What is the best educational psychology master’s for a career in instructional design?

For instructional design careers specifically, a master’s in Instructional Systems Technology or Learning Design and Technology is more directly targeted than a general educational psychology program. Programs at Indiana University, Florida State University, and Purdue University are consistently recognized as leading US programs in this area. UCL’s MSc Education and Technology and the University of Edinburgh’s MSc Digital Education provide the strongest UK and European options. What distinguishes excellent programs in this field is the integration of genuine psychological depth — understanding how cognition, motivation, and memory work — with practical design and technology skills. A program that covers only the technology side without the psychological science produces graduates who can build courses but may not understand why learners succeed or struggle with the material they design.

Is applied positive psychology in education a rigorous academic specialization?

Yes — though it is important to distinguish between rigorously evidence-based programs and more loosely defined “wellbeing” courses that lack academic depth. Applied positive psychology has a substantial peer-reviewed empirical base, particularly in the areas of self-efficacy (Bandura), growth mindset (Dweck), character strengths (Seligman and Peterson), and student engagement. The University of Pennsylvania’s MAPP program — created by Martin Seligman, the field’s founder — and the University of East London’s MAPP program are the most academically substantive options. When evaluating any positive psychology program, look for a curriculum grounded in empirical research, faculty with active research profiles, and critical engagement with the limitations of the field — not just enthusiastic advocacy for its interventions. The best programs teach students to evaluate evidence critically, not simply apply techniques.

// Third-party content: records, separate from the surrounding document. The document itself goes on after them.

//! `Calc://`: a write-only sink that only keeps statistics.
//!
//! Useful for measuring what a producer would send without a real medium
//! behind it. Properties: `WriteCalls`, `MinWriteSize` and `MaxWriteSize`
//! (0 before the first write).

use channelfs_core::{
    Access, Backend, ChannelError, Mode, OpenRequest, Options, Plugin, Property, Transfer,
};

/// Write statistics of a `Calc` channel.
#[derive(Debug, Clone, Copy, Default, PartialEq, Eq)]
pub struct WriteStats {
    pub calls: u64,
    pub min_size: usize,
    pub max_size: usize,
}

impl WriteStats {
    fn record(&mut self, size: usize) {
        self.min_size = if self.calls == 0 {
            size
        } else {
            self.min_size.min(size)
        };
        self.max_size = self.max_size.max(size);
        self.calls += 1;
    }
}

#[derive(Debug, Default)]
struct Calc {
    stats: WriteStats,
}

impl Backend for Calc {
    fn read(&mut self, _buf: &mut [u8]) -> Result<Transfer, ChannelError> {
        Err(ChannelError::Unsupported {
            operation: "reading",
            scheme: "Calc",
        })
    }

    fn write(&mut self, buf: &[u8]) -> Result<Transfer, ChannelError> {
        self.stats.record(buf.len());
        Ok(Transfer::new(buf.len()))
    }

    fn close(&mut self) -> Result<(), ChannelError> {
        log::debug!("calc channel closed after {:?}", self.stats);
        Ok(())
    }

    fn property(&self, name: &str) -> Option<Property> {
        let value = match name {
            "WriteCalls" => self.stats.calls,
            "MinWriteSize" => self.stats.min_size as u64,
            "MaxWriteSize" => self.stats.max_size as u64,
            _ => return None,
        };
        i64::try_from(value).ok().map(Property::Int)
    }
}

#[derive(Debug, Clone, Copy, Default)]
pub struct CalcPlugin;

impl Plugin for CalcPlugin {
    fn scheme(&self) -> &'static str {
        "Calc"
    }

    fn default_mode(&self) -> Option<Mode> {
        Some(Mode::WRITE_ONLY)
    }

    fn payload_options(&self, _payload: &str) -> Result<Options, ChannelError> {
        Ok(Options::new())
    }

    fn open(&self, request: &OpenRequest<'_>) -> Result<Box<dyn Backend>, ChannelError> {
        if request.mode.access()? != Access::Write {
            return Err(ChannelError::BadFlags {
                message: "Calc channels accept WRITE_ONLY only".to_string(),
            });
        }
        Ok(Box::new(Calc::default()))
    }
}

How does a master’s in educational psychology differ from an MEd?

An MEd (Master of Education) is a professional degree focused on educational practice — it typically encompasses curriculum, pedagogy, leadership, and policy, and is designed primarily for practicing educators seeking to deepen their professional knowledge. An MSc or MA in Educational Psychology is an academic or applied psychology degree focused specifically on the psychological dimensions of learning, development, and educational environments — grounded in psychological theory and research methodology. The MEd tends to be more appropriate for teachers and school leaders; the MSc in Educational Psychology tends to be more appropriate for those seeking to specialize in psychological assessment, research, or specialist support roles. Some universities offer hybrid programs (such as the MEd in Psychology of Education at the University of Manchester) that integrate both orientations — these can be valuable for practitioners who want psychological depth alongside educational applicability.

What salary can educational psychology master’s graduates expect?

Salary varies substantially by specialization, country, sector, and years of experience — and providing precise figures risks misleading readers given how rapidly compensation data changes. Broadly: instructional designers in the US technology and healthcare sectors tend to earn competitive salaries, with demand growth sustained by the expansion of online learning. School counselors in the US earn salaries that vary by state and district, with data publicly available through the US Bureau of Labor Statistics. Educational psychologists in the UK public sector (local authorities) follow published pay scales available through professional bodies. School psychologists in the US at EdS or doctoral level earn above-average salaries for master’s-level practitioners. For current, jurisdiction-specific salary data, consult the Bureau of Labor Statistics (US), the Office for National Statistics (UK), the Association of Educational Psychologists (AEP, UK), and NASP’s annual workforce surveys — these are updated regularly and are the most reliable sources.